Minimal investment of time yields benefits to memory and reasoning that last for years

Special training in memory and reasoning can improve seniors' thinking ability for as long as five years after the sessions, and may even upgrade their ability to perform tasks of daily living.

Researcher randomly assigned more than 2,800 independent seniors to participate in three forms of "cognitive training" or no training sessions. The cognitive training involved 10 one-hour sessions over a five-week period. One group received verbal memory training, another received training in reasoning, and the third attended sessions aimed at improving the speed of visual searches and identification.

"Five years later, in comparison to control participants who received no training, participants in all three intervention arms were still performing significantly better," says Dr. Michael Marsiske, study co-author and associate professor of clinical health and psychology at the University of Florida in Gainesville. "What that means is that if I trained you in memory, much later your memory was still better than an untrained control.
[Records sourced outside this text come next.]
//! Persisted placement records.
//!
//! A save lists every placed entity with enough data to rebuild it through
//! the normal confirm path. Two encodings share one format version:
//! pretty RON for humans and bincode for compact quicksaves. Files ending
//! in `.ron` are written as RON, everything else as bincode.

use std::path::Path;

use glam::{Quat, Vec3};
use serde::{Deserialize, Serialize};

use crate::entity::{EntityId, PlacedEntity};
use crate::error::{PlacementError, Result};
use crate::grid::Cell;

/// Save format version for compatibility.
pub const SAVE_VERSION: u32 = 1;

/// One placed entity as stored on disk.
#[derive(Debug, Clone, PartialEq, Serialize, Deserialize)]
pub struct PlacedRecord {
    /// Stable identifier.
    pub id: EntityId,
    /// Catalog index.
    pub type_index: usize,
    /// Pivot position.
    pub position: Vec3,
    /// World orientation at save time.
    pub rotation: Quat,
    /// Player rotation in degrees, used when rebuilding.
    pub angle: f32,
    /// Cells covered at save time.
    pub footprint: Vec<Cell>,
    /// Speed modifier carried by the covered cells.
    pub speed_modifier: f32,
}

impl From<&PlacedEntity> for PlacedRecord {
    fn from(entity: &PlacedEntity) -> Self {
        Self {
            id: entity.id,
            type_index: entity.type_index,
            position: entity.position,
            rotation: entity.rotation,
            angle: entity.angle,
            footprint: entity.footprint.to_vec(),
            speed_modifier: entity.speed_modifier,
        }
    }
}

/// A complete placement snapshot.
#[derive(Debug, Clone, PartialEq, Serialize, Deserialize)]
pub struct SaveGame {
    /// Save format version.
    pub version: u32,
    /// Every placed entity.
    pub entities: Vec<PlacedRecord>,
}

impl Default for SaveGame {
    fn default() -> Self {
        Self {
            version: SAVE_VERSION,
            entities: Vec::new(),
        }
    }
}

/// Outcome of rebuilding a world from a save.
#[derive(Debug, Clone, Default, PartialEq, Eq)]
pub struct LoadReport {
    /// Records placed.
    pub loaded: usize,
    /// One message per record that could not be placed.
    pub skipped: Vec<String>,
}

impl SaveGame {
    /// Snapshot a set of entities.
    #[must_use]
    pub fn from_entities<'a>(entities: impl IntoIterator<Item = &'a PlacedEntity>) -> Self {
        Self {
            version: SAVE_VERSION,
            entities: entities.into_iter().map(PlacedRecord::from).collect(),
        }
    }

    /// Number of stored records.
    #[must_use]
    pub fn len(&self) -> usize {
        self.entities.len()
    }

    /// Whether the save holds no records.
    #[must_use]
    pub fn is_empty(&self) -> bool {
        self.entities.is_empty()
    }

    /// Encode as pretty RON.
    ///
    /// # Errors
    /// Returns an error if serialization fails.
    pub fn to_ron_string(&self) -> Result<String> {
        ron::ser::to_string_pretty(self, ron::ser::PrettyConfig::default())
            .map_err(|e| PlacementError::Encode(format!("Failed to serialize save: {e}")))
    }

    /// Decode from RON and check the version.
    ///
    /// # Errors
    /// Returns an error on malformed text or a version mismatch.
    pub fn from_ron_str(text: &str) -> Result<Self> {
        let save: Self = ron::from_str(text).map_err(|e| PlacementError::Parse {
            path: "<save>".to_string(),
            source: e,
        })?;
        save.check_version()?;
        Ok(save)
    }

    /// Encode as bincode.
    ///
    /// # Errors
    /// Returns an error if serialization fails.
    pub fn to_bytes(&self) -> Result<Vec<u8>> {
        bincode::serialize(self)
            .map_err(|e| PlacementError::Encode(format!("Failed to serialize save: {e}")))
    }

    /// Decode from bincode and check the version.
    ///
    /// # Errors
    /// Returns an error on malformed bytes or a version mismatch.
    pub fn from_bytes(bytes: &[u8]) -> Result<Self> {
        let save: Self = bincode::deserialize(bytes)
            .map_err(|e| PlacementError::Encode(format!("Failed to deserialize save: {e}")))?;
        save.check_version()?;
        Ok(save)
    }

    /// Write to a file, RON or bincode by extension.
    ///
    /// # Errors
    /// Returns an error if encoding or writing fails.
    pub fn save<P: AsRef<Path>>(&self, path: P) -> Result<()> {
        let path = path.as_ref();
        let bytes = if is_ron(path) {
            self.to_ron_string()?.into_bytes()
        } else {
            self.to_bytes()?
        };
        std::fs::write(path, bytes).map_err(|e| PlacementError::Io {
            path: path.display().to_string(),
            source: e,
        })?;

        tracing::info!("Saved {} entities to {}", self.len(), path.display());
        Ok(())
    }

    /// Read from a file, RON or bincode by extension.
    ///
    /// # Errors
    /// Returns an error if reading or decoding fails, or on a version mismatch.
    pub fn load<P: AsRef<Path>>(path: P) -> Result<Self> {
        let path = path.as_ref();
        let io_error = |e| PlacementError::Io {
            path: path.display().to_string(),
            source: e,
        };

        let save = if is_ron(path) {
            let text = std::fs::read_to_string(path).map_err(io_error)?;
            let save: Self = ron::from_str(&text).map_err(|e| PlacementError::Parse {
                path: path.display().to_string(),
                source: e,
            })?;
            save.check_version()?;
            save
        } else {
            let bytes = std::fs::read(path).map_err(io_error)?;
            Self::from_bytes(&bytes)?
        };

        tracing::info!("Read {} entities from {}", save.len(), path.display());
        Ok(save)
    }

    fn check_version(&self) -> Result<()> {
        if self.version == SAVE_VERSION {
            Ok(())
        } else {
            Err(PlacementError::SaveVersionMismatch {
                expected: SAVE_VERSION,
                found: self.version,
            })
        }
    }
}

fn is_ron(path: &Path) -> bool {
    path.extension()
        .is_some_and(|ext| ext.eq_ignore_ascii_case("ron"))
}

#[cfg(test)]
mod tests {
    use super::*;
    use crate::entity::EntityKind;

    fn record() -> PlacedEntity {
        PlacedEntity {
            id: EntityId::generate(),
            type_index: 3,
            kind: EntityKind::Path,
            position: Vec3::new(2.0, 0.0, 5.0),
            rotation: Quat::IDENTITY,
            angle: 90.0,
            footprint: [Cell::new(2, 5)].into_iter().collect(),
            speed_modifier: 0.5,
            entrance: None,
            instance: None,
        }
    }

    #[test]
    fn test_ron_keeps_ids() {
        let entity = record();
        let save = SaveGame::from_entities([&entity]);
        let text = save.to_ron_string().unwrap();
        let loaded = SaveGame::from_ron_str(&text).unwrap();

        assert_eq!(loaded.entities[0].id, entity.id);
        assert_eq!(loaded.entities[0].footprint, vec![Cell::new(2, 5)]);
    }

    #[test]
    fn test_version_mismatch_rejected() {
        let save = SaveGame {
            version: SAVE_VERSION + 1,
            entities: Vec::new(),
        };
        let bytes = save.to_bytes().unwrap();
        assert!(matches!(
            SaveGame::from_bytes(&bytes),
            Err(PlacementError::SaveVersionMismatch { found, .. }) if found == SAVE_VERSION + 1
        ));
    }

    #[test]
    fn test_file_format_follows_extension() {
        let dir = tempfile::tempdir().unwrap();
        let save = SaveGame::from_entities([&record()]);

        let ron_path = dir.path().join("world.ron");
        save.save(&ron_path).unwrap();
        let text = std::fs::read_to_string(&ron_path).unwrap();
        assert!(text.contains("entities"));
        assert_eq!(SaveGame::load(&ron_path).unwrap(), save);

        let bin_path = dir.path().join("world.sav");
        save.save(&bin_path).unwrap();
        assert_eq!(SaveGame::load(&bin_path).unwrap(), save);
    }
}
If I trained you in reasoning, five years later your reasoning was still better than an untrained control."

Participants in all three training groups also reported less difficulty with tasks of daily living, but the improvement was considered significant only in the reasoning group.

Marsiske says the results are encouraging for older adults, and indicate that a minimal investment of 10 to 18 hours of training yields effects that last five years.

"If people are still holding onto the notion that you can't achieve much learning in late life, that late life is a time of cognitive decline and there's nothing we can do about it, I think that (the study) helps tie together what I would say is about 30 years of research now to suggest that not only can people learn new things in late life, but they can learn very effectively and successfully in areas of cognition that we think do decline – things like memory and speed."